Count lines with "locator" below; give only the number.

---------- WORKING DATA ----------

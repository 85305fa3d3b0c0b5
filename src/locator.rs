//! Element locator: one pass over a role's selector cascade, first usable hit wins.

use std::time::Duration;

use tracing::debug;

use crate::driver::PageDriver;
use crate::error::{PilotError, Result};
use crate::selectors::ElementRole;

/// A located element: the selector that matched and the match index.
#[derive(Debug, Clone, PartialEq, Eq)]
pub struct ElementHandle {
    pub role: ElementRole,
    pub selector: &'static str,
    pub index: usize,
}

/// Try each selector of `role`'s cascade with a per-attempt `timeout`.
///
/// An element counts when it is present and enabled, and for click targets
/// also visible. Driver errors on a single selector count as a miss.
pub async fn locate<D>(driver: &D, role: ElementRole, timeout: Duration) -> Option<ElementHandle>
where
    D: PageDriver + ?Sized,
{
    for &selector in role.cascade() {
        match driver.wait_for_selector(selector, timeout).await {
            Ok(Some(state)) if state.enabled && (state.visible || !role.is_click_target()) => {
                debug!(%role, selector, "element found");
                return Some(ElementHandle {
                    role,
                    selector,
                    index: 0,
                });
            }
            Ok(Some(state)) => {
                debug!(%role, selector, ?state, "element present but not usable");
            }
            Ok(None) => debug!(%role, selector, "no match"),
            Err(e) => debug!(%role, selector, "lookup failed: {e:#}"),
        }
    }
    debug!(%role, "cascade exhausted");
    None
}

/// Like [`locate`], but a miss is an [`PilotError::ElementNotFound`].
pub async fn require<D>(driver: &D, role: ElementRole, timeout: Duration) -> Result<ElementHandle>
where
    D: PageDriver + ?Sized,
{
    locate(driver, role, timeout)
        .await
        .ok_or_else(|| PilotError::ElementNotFound {
            role,
            tried: role.cascade().iter().map(|s| (*s).to_string()).collect(),
        })
}

/// Close a blocking dialog or overlay if one is showing. Never fails.
pub async fn dismiss_overlay<D>(driver: &D, timeout: Duration) -> bool
where
    D: PageDriver + ?Sized,
{
    let Some(close) = locate(driver, ElementRole::CloseButton, timeout).await else {
        return false;
    };
    match driver.click(close.selector, close.index).await {
        Ok(()) => {
            debug!(selector = close.selector, "overlay dismissed");
            true
        }
        Err(e) => {
            debug!(selector = close.selector, "overlay click failed: {e:#}");
            false
        }
    }
}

----------

▸ **COMPLETED TASK**:
2